### The task
Would you write out all of the records that follow, exactly as they stand?

### Provided material
■ ■ ■ ■ ■

//! Contract for reaching tools hosted outside the process
//!
//! External tools are grouped by source (normally one MCP server per source).
//! The registry only needs to list what each source offers and to call a tool
//! on a named source; how the source is reached stays behind this trait.

use async_trait::async_trait;
use serde_json::{json, Value};
use std::collections::HashMap;
use std::sync::atomic::{AtomicUsize, Ordering};

use crate::errors::EnsembleError;

#[derive(Debug, Clone)]
pub struct ExternalToolInfo {
    pub name: String,
    pub description: String,
    pub input_schema: Value,
}

#[async_trait]
pub trait ExternalTools: Send + Sync {
    /// Tools offered by every reachable source, keyed by source name.
    async fn list_tools(&self) -> Result<HashMap<String, Vec<ExternalToolInfo>>, EnsembleError>;

    async fn call_tool(
        &self,
        source: &str,
        tool: &str,
        arguments: Value,
    ) -> Result<Value, EnsembleError>;
}

// Mock implementation for testing
pub struct MockExternalTools {
    sources: HashMap<String, Vec<ExternalToolInfo>>,
    connected: bool,
    fail_calls: bool,
    calls: AtomicUsize,
}

impl MockExternalTools {
    pub fn new() -> Self {
        Self {
            sources: HashMap::new(),
            connected: true,
            fail_calls: false,
            calls: AtomicUsize::new(0),
        }
    }

    /// A single `mock` source exposing `echo` and `lookup`.
    pub fn with_default_tools() -> Self {
        Self::new()
            .with_tool(
                "mock",
                ExternalToolInfo {
                    name: "echo".to_string(),
                    description: "Echo the input back".to_string(),
                    input_schema: json!({
                        "type": "object",
                        "properties": {
                            "input": {"type": "string", "description": "Input parameter"}
                        },
                        "required": ["input"]
                    }),
                },
            )
            .with_tool(
                "mock",
                ExternalToolInfo {
                    name: "lookup".to_string(),
                    description: "Look up a record by key".to_string(),
                    input_schema: json!({
                        "type": "object",
                        "properties": {
                            "key": {"type": "string", "description": "Record key"}
                        },
                        "required": ["key"]
                    }),
                },
            )
    }

    pub fn with_tool(mut self, source: &str, tool: ExternalToolInfo) -> Self {
        self.sources.entry(source.to_string()).or_default().push(tool);
        self
    }

    pub fn with_connection_status(mut self, connected: bool) -> Self {
        self.connected = connected;
        self
    }

    pub fn with_failing_calls(mut self) -> Self {
        self.fail_calls = true;
        self
    }

    pub fn call_count(&self) -> usize {
        self.calls.load(Ordering::SeqCst)
    }
}

impl Default for MockExternalTools {
    fn default() -> Self {
        Self::new()
    }
}

#[async_trait]
impl ExternalTools for MockExternalTools {
    async fn list_tools(&self) -> Result<HashMap<String, Vec<ExternalToolInfo>>, EnsembleError> {
        if !self.connected {
            return Err(EnsembleError::MCPError("Not connected".to_string()));
        }
        Ok(self.sources.clone())
    }

    async fn call_tool(
        &self,
        source: &str,
        tool: &str,
        arguments: Value,
    ) -> Result<Value, EnsembleError> {
        self.calls.fetch_add(1, Ordering::SeqCst);
        if !self.connected {
            return Err(EnsembleError::MCPError("Not connected".to_string()));
        }
        if self.fail_calls {
            return Err(EnsembleError::MCPError(format!(
                "Tool '{}' on '{}' failed",
                tool, source
            )));
        }

        Ok(Value::String(format!(
            "Mock result from {}/{} with arguments: {}",
            source, tool, arguments
        )))
    }
}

■ ■ ■ ■ ■

### Response to this exercise
//! Contract for reaching tools hosted outside the process
//!
//! External tools are grouped by source (normally one MCP server per source).
//! The registry only needs to list what each source offers and to call a tool
//! on a named source; how the source is reached stays behind this trait.

use async_trait::async_trait;
use serde_json::{json, Value};
use std::collections::HashMap;
use std::sync::atomic::{AtomicUsize, Ordering};

use crate::errors::EnsembleError;

#[derive(Debug, Clone)]
pub struct ExternalToolInfo {
    pub name: String,
    pub description: String,
    pub input_schema: Value,
}

#[async_trait]
pub trait ExternalTools: Send + Sync {
    /// Tools offered by every reachable source, keyed by source name.
    async fn list_tools(&self) -> Result<HashMap<String, Vec<ExternalToolInfo>>, EnsembleError>;

    async fn call_tool(
        &self,
        source: &str,
        tool: &str,
        arguments: Value,
    ) -> Result<Value, EnsembleError>;
}

// Mock implementation for testing
pub struct MockExternalTools {
    sources: HashMap<String, Vec<ExternalToolInfo>>,
    connected: bool,
    fail_calls: bool,
    calls: AtomicUsize,
}

impl MockExternalTools {
    pub fn new() -> Self {
        Self {
            sources: HashMap::new(),
            connected: true,
            fail_calls: false,
            calls: AtomicUsize::new(0),
        }
    }

    /// A single `mock` source exposing `echo` and `lookup`.
    pub fn with_default_tools() -> Self {
        Self::new()
            .with_tool(
                "mock",
                ExternalToolInfo {
                    name: "echo".to_string(),
                    description: "Echo the input back".to_string(),
                    input_schema: json!({
                        "type": "object",
                        "properties": {
                            "input": {"type": "string", "description": "Input parameter"}
                        },
                        "required": ["input"]
                    }),
                },
            )
            .with_tool(
                "mock",
                ExternalToolInfo {
                    name: "lookup".to_string(),
                    description: "Look up a record by key".to_string(),
                    input_schema: json!({
                        "type": "object",
                        "properties": {
                            "key": {"type": "string", "description": "Record key"}
                        },
                        "required": ["key"]
                    }),
                },
            )
    }

    pub fn with_tool(mut self, source: &str, tool: ExternalToolInfo) -> Self {
        self.sources.entry(source.to_string()).or_default().push(tool);
        self
    }

    pub fn with_connection_status(mut self, connected: bool) -> Self {
        self.connected = connected;
        self
    }

    pub fn with_failing_calls(mut self) -> Self {
        self.fail_calls = true;
        self
    }

    pub fn call_count(&self) -> usize {
        self.calls.load(Ordering::SeqCst)
    }
}

impl Default for MockExternalTools {
    fn default() -> Self {
        Self::new()
    }
}

#[async_trait]
impl ExternalTools for MockExternalTools {
    async fn list_tools(&self) -> Result<HashMap<String, Vec<ExternalToolInfo>>, EnsembleError> {
        if !self.connected {
            return Err(EnsembleError::MCPError("Not connected".to_string()));
        }
        Ok(self.sources.clone())
    }

    async fn call_tool(
        &self,
        source: &str,
        tool: &str,
        arguments: Value,
    ) -> Result<Value, EnsembleError> {
        self.calls.fetch_add(1, Ordering::SeqCst);
        if !self.connected {
            return Err(EnsembleError::MCPError("Not connected".to_string()));
        }
        if self.fail_calls {
            return Err(EnsembleError::MCPError(format!(
                "Tool '{}' on '{}' failed",
                tool, source
            )));
        }

        Ok(Value::String(format!(
            "Mock result from {}/{} with arguments: {}",
            source, tool, arguments
        )))
    }
}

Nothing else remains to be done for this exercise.